What you will do: All that is needed is a count of the lines in this data that contain the word "docProps".

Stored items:
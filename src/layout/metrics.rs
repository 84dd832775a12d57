//! Métricas de texto para Helvetica y Helvetica-Bold
//!
//! Anchos de glifo de las métricas AFM estándar (milésimas de em) para el
//! rango ASCII imprimible. Los caracteres acentuados del español comparten
//! ancho con su letra base en ambas variantes, así que se resuelven por
//! mapeo antes de consultar la tabla.

/// Anchos de Helvetica para los caracteres 32..=126
const HELVETICA: [u16; 95] = [
    278, 278, 355, 556, 556, 889, 667, 191, 333, 333, 389, 584, 278, 333, 278, 278, 556, 556, 556,
    556, 556, 556, 556, 556, 556, 556, 278, 278, 584, 584, 584, 556, 1015, 667, 667, 722, 722,
    667, 611, 778, 722, 278, 500, 667, 556, 833, 722, 778, 667, 778, 722, 667, 611, 722, 667, 944,
    667, 667, 611, 278, 278, 278, 469, 556, 333, 556, 556, 500, 556, 556, 278, 556, 556, 222, 222,
    500, 222, 833, 556, 556, 556, 556, 333, 500, 278, 556, 500, 722, 500, 500, 500, 334, 260, 334,
    584,
];

/// Anchos de Helvetica-Bold para los caracteres 32..=126
const HELVETICA_BOLD: [u16; 95] = [
    278, 333, 474, 556, 556, 889, 722, 238, 333, 333, 389, 584, 278, 333, 278, 278, 556, 556, 556,
    556, 556, 556, 556, 556, 556, 556, 333, 333, 584, 584, 584, 611, 975, 722, 722, 722, 722, 667,
    611, 778, 722, 278, 556, 722, 611, 833, 722, 778, 667, 778, 722, 667, 611, 722, 667, 944, 667,
    667, 611, 333, 278, 333, 584, 556, 333, 556, 611, 556, 611, 556, 333, 611, 611, 278, 278, 556,
    278, 889, 611, 611, 611, 611, 389, 556, 333, 611, 556, 778, 556, 556, 500, 389, 280, 389, 584,
];

/// Letra base de un carácter acentuado del español
fn base_char(c: char) -> char {
    match c {
        'á' | 'à' | 'ä' => 'a',
        'é' | 'è' | 'ë' => 'e',
        'í' | 'ì' | 'ï' => 'i',
        'ó' | 'ò' | 'ö' => 'o',
        'ú' | 'ù' | 'ü' => 'u',
        'ñ' => 'n',
        'Á' | 'À' | 'Ä' => 'A',
        'É' | 'È' | 'Ë' => 'E',
        'Í' | 'Ì' | 'Ï' => 'I',
        'Ó' | 'Ò' | 'Ö' => 'O',
        'Ú' | 'Ù' | 'Ü' => 'U',
        'Ñ' => 'N',
        '¿' => '?',
        '¡' => '!',
        '•' => '*',
        '°' => 'o',
        _ => c,
    }
}

fn char_units(c: char, bold: bool) -> u16 {
    let c = base_char(c);
    let table = if bold { &HELVETICA_BOLD } else { &HELVETICA };
    let code = c as u32;
    if (32..=126).contains(&code) {
        table[(code - 32) as usize]
    } else {
        // Carácter fuera de tabla: ancho medio de caja
        556
    }
}

/// Ancho de un texto en puntos
pub fn text_width(text: &str, size: f32, bold: bool) -> f32 {
    let units: u32 = text.chars().map(|c| char_units(c, bold) as u32).sum();
    units as f32 * size / 1000.0
}

/// Envuelve un texto en líneas que caben en `max_width` puntos
///
/// Respeta los saltos de línea del texto, corta por palabras y parte con
/// dureza las palabras que por sí solas exceden el ancho. Un texto vacío
/// produce una única línea vacía para que el bloque conserve su altura.
pub fn wrap_text(text: &str, max_width: f32, size: f32, bold: bool) -> Vec<String> {
    let mut lines = Vec::new();
    for paragraph in text.split('\n') {
        if paragraph.trim().is_empty() {
            lines.push(String::new());
            continue;
        }
        let mut current = String::new();
        for word in paragraph.split_whitespace() {
            let candidate = if current.is_empty() {
                word.to_string()
            } else {
                format!("{} {}", current, word)
            };
            if text_width(&candidate, size, bold) <= max_width {
                current = candidate;
                continue;
            }
            if !current.is_empty() {
                lines.push(std::mem::take(&mut current));
            }
            // La palabra sola puede seguir excediendo el ancho
            if text_width(word, size, bold) <= max_width {
                current = word.to_string();
            } else {
                let mut chunk = String::new();
                for c in word.chars() {
                    chunk.push(c);
                    if text_width(&chunk, size, bold) > max_width && chunk.chars().count() > 1 {
                        chunk.pop();
                        lines.push(std::mem::take(&mut chunk));
                        chunk.push(c);
                    }
                }
                current = chunk;
            }
        }
        if !current.is_empty() {
            lines.push(current);
        }
    }
    if lines.is_empty() {
        lines.push(String::new());
    }
    lines
}
//! Backend de documento Word (OOXML)
//!
//! Word es un formato de flujo, no de páginas fijas, así que este
//! adaptador consume los primitivos directamente: los bloques de texto se
//! vuelven párrafos, las tablas se vuelven `w:tbl` y la numeración de
//! hojas se delega a los campos `PAGE`/`NUMPAGES` del pie de página, que
//! el visor resuelve al paginar. El paquete se arma a mano: un ZIP con
//! las partes XML mínimas del formato.

use std::io::{Cursor, Write};

use quick_xml::events::{BytesDecl, BytesEnd, BytesStart, BytesText, Event};
use quick_xml::Writer;
use zip::write::SimpleFileOptions;
use zip::{CompressionMethod, ZipWriter};

use crate::error::ExportError;
use crate::render::{Align, Primitive, Table, TextBlock};

/// Ancho útil de página A4 con márgenes de 18 mm, en veinteavos de punto
const CONTENT_TWIPS: f32 = 9866.0;

const CONTENT_TYPES: &str = r#"<?xml version="1.0" encoding="UTF-8" standalone="yes"?>
<Types xmlns="http://schemas.openxmlformats.org/package/2006/content-types"><Default Extension="rels" ContentType="application/vnd.openxmlformats-package.relationships+xml"/><Default Extension="xml" ContentType="application/xml"/><Override PartName="/word/document.xml" ContentType="application/vnd.openxmlformats-officedocument.wordprocessingml.document.main+xml"/><Override PartName="/word/styles.xml" ContentType="application/vnd.openxmlformats-officedocument.wordprocessingml.styles+xml"/><Override PartName="/word/footer1.xml" ContentType="application/vnd.openxmlformats-officedocument.wordprocessingml.footer+xml"/><Override PartName="/docProps/core.xml" ContentType="application/vnd.openxmlformats-package.core-properties+xml"/></Types>"#;

const ROOT_RELS: &str = r#"<?xml version="1.0" encoding="UTF-8" standalone="yes"?>
<Relationships xmlns="http://schemas.openxmlformats.org/package/2006/relationships"><Relationship Id="rId1" Type="http://schemas.openxmlformats.org/officeDocument/2006/relationships/officeDocument" Target="word/document.xml"/><Relationship Id="rId2" Type="http://schemas.openxmlformats.org/package/2006/relationships/metadata/core-properties" Target="docProps/core.xml"/></Relationships>"#;

const DOCUMENT_RELS: &str = r#"<?xml version="1.0" encoding="UTF-8" standalone="yes"?>
<Relationships xmlns="http://schemas.openxmlformats.org/package/2006/relationships"><Relationship Id="rId1" Type="http://schemas.openxmlformats.org/officeDocument/2006/relationships/styles" Target="styles.xml"/><Relationship Id="rId2" Type="http://schemas.openxmlformats.org/officeDocument/2006/relationships/footer" Target="footer1.xml"/></Relationships>"#;

const STYLES: &str = r#"<?xml version="1.0" encoding="UTF-8" standalone="yes"?>
<w:styles xmlns:w="http://schemas.openxmlformats.org/wordprocessingml/2006/main"><w:docDefaults><w:rPrDefault><w:rPr><w:rFonts w:ascii="Arial" w:hAnsi="Arial" w:cs="Arial"/><w:sz w:val="16"/></w:rPr></w:rPrDefault><w:pPrDefault><w:pPr><w:spacing w:after="60"/></w:pPr></w:pPrDefault></w:docDefaults></w:styles>"#;

/// Pie con numeración por campos: "Hoja PAGE de NUMPAGES | ..."
const FOOTER: &str = r#"<?xml version="1.0" encoding="UTF-8" standalone="yes"?>
<w:ftr xmlns:w="http://schemas.openxmlformats.org/wordprocessingml/2006/main"><w:p><w:pPr><w:jc w:val="center"/></w:pPr><w:r><w:rPr><w:sz w:val="14"/><w:color w:val="969696"/></w:rPr><w:t xml:space="preserve">Hoja </w:t></w:r><w:fldSimple w:instr=" PAGE "><w:r><w:rPr><w:sz w:val="14"/><w:color w:val="969696"/></w:rPr><w:t>1</w:t></w:r></w:fldSimple><w:r><w:rPr><w:sz w:val="14"/><w:color w:val="969696"/></w:rPr><w:t xml:space="preserve"> de </w:t></w:r><w:fldSimple w:instr=" NUMPAGES "><w:r><w:rPr><w:sz w:val="14"/><w:color w:val="969696"/></w:rPr><w:t>1</w:t></w:r></w:fldSimple><w:r><w:rPr><w:sz w:val="14"/><w:color w:val="969696"/></w:rPr><w:t xml:space="preserve"> | Planeador Maestro NEM Pro+</w:t></w:r></w:p></w:ftr>"#;

fn xml_err(e: impl std::fmt::Display) -> ExportError {
    ExportError::Docx(e.to_string())
}

/// Escritor de XML con los eventos de `quick-xml`
struct Xml {
    writer: Writer<Cursor<Vec<u8>>>,
}

impl Xml {
    fn new() -> Result<Self, ExportError> {
        let mut writer = Writer::new(Cursor::new(Vec::new()));
        writer
            .write_event(Event::Decl(BytesDecl::new("1.0", Some("UTF-8"), Some("yes"))))
            .map_err(xml_err)?;
        Ok(Self { writer })
    }

    fn open(&mut self, name: &str, attrs: &[(&str, &str)]) -> Result<(), ExportError> {
        let mut el = BytesStart::new(name);
        for attr in attrs {
            el.push_attribute(*attr);
        }
        self.writer.write_event(Event::Start(el)).map_err(xml_err)
    }

    fn close(&mut self, name: &str) -> Result<(), ExportError> {
        self.writer
            .write_event(Event::End(BytesEnd::new(name)))
            .map_err(xml_err)
    }

    fn empty(&mut self, name: &str, attrs: &[(&str, &str)]) -> Result<(), ExportError> {
        let mut el = BytesStart::new(name);
        for attr in attrs {
            el.push_attribute(*attr);
        }
        self.writer.write_event(Event::Empty(el)).map_err(xml_err)
    }

    fn text(&mut self, content: &str) -> Result<(), ExportError> {
        self.writer
            .write_event(Event::Text(BytesText::new(content)))
            .map_err(xml_err)
    }

    fn into_bytes(self) -> Vec<u8> {
        self.writer.into_inner().into_inner()
    }
}

/// Medias unidades de punto de OOXML
fn half_points(size: f32) -> String {
    ((size * 2.0).round() as u32).to_string()
}

fn twips(points: f32) -> String {
    ((points * 20.0).round() as i64).to_string()
}

/// Corridas de un texto; los saltos de línea internos se vuelven `w:br`
fn write_runs(
    xml: &mut Xml,
    text: &str,
    size: f32,
    bold: bool,
    color: Option<&str>,
) -> Result<(), ExportError> {
    xml.open("w:r", &[])?;
    xml.open("w:rPr", &[])?;
    if bold {
        xml.empty("w:b", &[])?;
    }
    xml.empty("w:sz", &[("w:val", half_points(size).as_str())])?;
    if let Some(hex) = color {
        xml.empty("w:color", &[("w:val", hex)])?;
    }
    xml.close("w:rPr")?;
    for (i, line) in text.split('\n').enumerate() {
        if i > 0 {
            xml.empty("w:br", &[])?;
        }
        xml.open("w:t", &[("xml:space", "preserve")])?;
        xml.text(line)?;
        xml.close("w:t")?;
    }
    xml.close("w:r")
}

fn write_text_block(xml: &mut Xml, block: &TextBlock) -> Result<(), ExportError> {
    xml.open("w:p", &[])?;
    xml.open("w:pPr", &[])?;
    if let Some(fill) = block.band_fill {
        let hex = fill.to_hex();
        xml.empty(
            "w:shd",
            &[("w:val", "clear"), ("w:color", "auto"), ("w:fill", hex.as_str())],
        )?;
    }
    xml.empty("w:spacing", &[("w:after", twips(block.space_after).as_str())])?;
    xml.close("w:pPr")?;
    write_runs(
        xml,
        &block.text,
        block.size,
        block.bold,
        Some(&block.color.to_hex()),
    )?;
    xml.close("w:p")
}

fn write_page_break(xml: &mut Xml) -> Result<(), ExportError> {
    xml.open("w:p", &[])?;
    xml.open("w:r", &[])?;
    xml.empty("w:br", &[("w:type", "page")])?;
    xml.close("w:r")?;
    xml.close("w:p")
}

fn write_table(xml: &mut Xml, table: &Table) -> Result<(), ExportError> {
    let col_twips: Vec<String> = table
        .widths
        .iter()
        .map(|f| ((f * CONTENT_TWIPS).round() as i64).to_string())
        .collect();

    xml.open("w:tbl", &[])?;
    xml.open("w:tblPr", &[])?;
    xml.empty("w:tblW", &[("w:w", "9866"), ("w:type", "dxa")])?;
    xml.empty("w:tblLayout", &[("w:type", "fixed")])?;
    xml.open("w:tblBorders", &[])?;
    for side in ["w:top", "w:left", "w:bottom", "w:right", "w:insideH", "w:insideV"] {
        xml.empty(
            side,
            &[("w:val", "single"), ("w:sz", "4"), ("w:color", "B4B4B4")],
        )?;
    }
    xml.close("w:tblBorders")?;
    xml.close("w:tblPr")?;

    xml.open("w:tblGrid", &[])?;
    for w in &col_twips {
        xml.empty("w:gridCol", &[("w:w", w.as_str())])?;
    }
    xml.close("w:tblGrid")?;

    if let Some(band) = &table.band {
        let span = table.widths.len().max(1).to_string();
        let fill = band.fill.to_hex();
        xml.open("w:tr", &[])?;
        xml.open("w:tc", &[])?;
        xml.open("w:tcPr", &[])?;
        xml.empty("w:gridSpan", &[("w:val", span.as_str())])?;
        xml.empty(
            "w:shd",
            &[("w:val", "clear"), ("w:color", "auto"), ("w:fill", fill.as_str())],
        )?;
        xml.close("w:tcPr")?;
        xml.open("w:p", &[])?;
        write_runs(xml, &band.text, table.font_size + 0.5, true, Some("FFFFFF"))?;
        xml.close("w:p")?;
        xml.close("w:tc")?;
        xml.close("w:tr")?;
    }

    for row in &table.rows {
        xml.open("w:tr", &[])?;
        for (cell, width) in row.cells.iter().zip(&col_twips) {
            xml.open("w:tc", &[])?;
            xml.open("w:tcPr", &[])?;
            xml.empty("w:tcW", &[("w:w", width.as_str()), ("w:type", "dxa")])?;
            if let Some(fill) = cell.fill {
                let hex = fill.to_hex();
                xml.empty(
                    "w:shd",
                    &[("w:val", "clear"), ("w:color", "auto"), ("w:fill", hex.as_str())],
                )?;
            }
            xml.close("w:tcPr")?;
            xml.open("w:p", &[])?;
            if cell.align == Align::Center {
                xml.open("w:pPr", &[])?;
                xml.empty("w:jc", &[("w:val", "center")])?;
                xml.close("w:pPr")?;
            }
            let color_hex = cell.color.map(|c| c.to_hex());
            write_runs(
                xml,
                &cell.text,
                table.font_size,
                cell.bold,
                color_hex.as_deref(),
            )?;
            xml.close("w:p")?;
            xml.close("w:tc")?;
        }
        xml.close("w:tr")?;
    }
    xml.close("w:tbl")?;
    // Separador entre tablas consecutivas
    xml.open("w:p", &[])?;
    xml.close("w:p")
}

/// Parte principal del documento
fn document_xml(primitives: &[Primitive]) -> Result<Vec<u8>, ExportError> {
    let mut xml = Xml::new()?;
    xml.open(
        "w:document",
        &[
            (
                "xmlns:w",
                "http://schemas.openxmlformats.org/wordprocessingml/2006/main",
            ),
            (
                "xmlns:r",
                "http://schemas.openxmlformats.org/officeDocument/2006/relationships",
            ),
        ],
    )?;
    xml.open("w:body", &[])?;

    for primitive in primitives {
        match primitive {
            Primitive::Text(block) => write_text_block(&mut xml, block)?,
            Primitive::Table(table) => write_table(&mut xml, table)?,
            Primitive::PageBreak => write_page_break(&mut xml)?,
        }
    }

    xml.open("w:sectPr", &[])?;
    xml.empty(
        "w:footerReference",
        &[("w:type", "default"), ("r:id", "rId2")],
    )?;
    xml.empty("w:pgSz", &[("w:w", "11906"), ("w:h", "16838")])?;
    xml.empty(
        "w:pgMar",
        &[
            ("w:top", "1020"),
            ("w:right", "1020"),
            ("w:bottom", "1020"),
            ("w:left", "1020"),
            ("w:header", "708"),
            ("w:footer", "708"),
            ("w:gutter", "0"),
        ],
    )?;
    xml.close("w:sectPr")?;
    xml.close("w:body")?;
    xml.close("w:document")?;
    Ok(xml.into_bytes())
}

/// Metadatos del paquete
fn core_xml(title: &str) -> Result<Vec<u8>, ExportError> {
    let mut xml = Xml::new()?;
    xml.open(
        "cp:coreProperties",
        &[
            (
                "xmlns:cp",
                "http://schemas.openxmlformats.org/package/2006/metadata/core-properties",
            ),
            ("xmlns:dc", "http://purl.org/dc/elements/1.1/"),
            ("xmlns:dcterms", "http://purl.org/dc/terms/"),
            ("xmlns:xsi", "http://www.w3.org/2001/XMLSchema-instance"),
        ],
    )?;
    xml.open("dc:title", &[])?;
    xml.text(title)?;
    xml.close("dc:title")?;
    xml.open("dc:creator", &[])?;
    xml.text("Planeador NEM")?;
    xml.close("dc:creator")?;
    xml.open("dcterms:created", &[("xsi:type", "dcterms:W3CDTF")])?;
    xml.text(&chrono::Utc::now().format("%Y-%m-%dT%H:%M:%SZ").to_string())?;
    xml.close("dcterms:created")?;
    xml.close("cp:coreProperties")?;
    Ok(xml.into_bytes())
}

/// Serializa los primitivos a un paquete Word
pub fn render(primitives: &[Primitive], title: &str) -> Result<Vec<u8>, ExportError> {
    let document = document_xml(primitives)?;
    let core = core_xml(title)?;

    let mut zip = ZipWriter::new(Cursor::new(Vec::new()));
    let options = SimpleFileOptions::default().compression_method(CompressionMethod::Deflated);

    let parts: [(&str, &[u8]); 7] = [
        ("[Content_Types].xml", CONTENT_TYPES.as_bytes()),
        ("_rels/.rels", ROOT_RELS.as_bytes()),
        ("word/document.xml", document.as_slice()),
        ("word/_rels/document.xml.rels", DOCUMENT_RELS.as_bytes()),
        ("word/styles.xml", STYLES.as_bytes()),
        ("word/footer1.xml", FOOTER.as_bytes()),
        ("docProps/core.xml", core.as_slice()),
    ];
    for (name, bytes) in parts {
        zip.start_file(name, options)?;
        zip.write_all(bytes)
            .map_err(|e| ExportError::Docx(e.to_string()))?;
    }
    let cursor = zip.finish()?;
    Ok(cursor.into_inner())
}

#[cfg(test)]
mod tests {
    use super::*;
    use crate::normalizer::normalize;
    use crate::render::{build_sections, Theme};
    use serde_json::json;
    use std::io::Read;
    use zip::ZipArchive;

    fn leer_parte(bytes: &[u8], nombre: &str) -> String {
        let mut archive = ZipArchive::new(Cursor::new(bytes.to_vec())).unwrap();
        let mut parte = archive.by_name(nombre).unwrap();
        let mut contenido = String::new();
        parte.read_to_string(&mut contenido).unwrap();
        contenido
    }

    #[test]
    fn test_paquete_word_completo() {
        let plan = normalize(&json!({
            "titulo_proyecto": "Huerto & Escuela",
            "nombre_escuela": "Esc. Benito Juárez",
            "nombre_docente": "María Pérez"
        }))
        .unwrap();
        let prims = build_sections(&plan, &Theme::default());
        let bytes = render(&prims, &plan.titulo_proyecto).unwrap();

        // Firma ZIP y partes obligatorias del paquete
        assert!(bytes.starts_with(b"PK\x03\x04"));
        let mut archive = ZipArchive::new(Cursor::new(bytes.clone())).unwrap();
        for nombre in [
            "[Content_Types].xml",
            "_rels/.rels",
            "word/document.xml",
            "word/styles.xml",
            "word/footer1.xml",
            "docProps/core.xml",
        ] {
            assert!(archive.by_name(nombre).is_ok(), "falta {}", nombre);
        }

        let doc = leer_parte(&bytes, "word/document.xml");
        assert!(doc.contains("MALLA CURRICULAR"));
        assert!(doc.contains("ESC. BENITO JUÁREZ"));
        // El ampersand del título viaja escapado
        assert!(doc.contains("HUERTO &amp; ESCUELA"));
        // Salto de página explícito antes de la secuencia
        assert!(doc.contains(r#"<w:br w:type="page"/>"#));

        let core = leer_parte(&bytes, "docProps/core.xml");
        assert!(core.contains("Huerto &amp; Escuela"));
    }

    #[test]
    fn test_pie_con_campos_de_numeracion() {
        assert!(FOOTER.contains(" PAGE "));
        assert!(FOOTER.contains(" NUMPAGES "));
    }
}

Response area: 5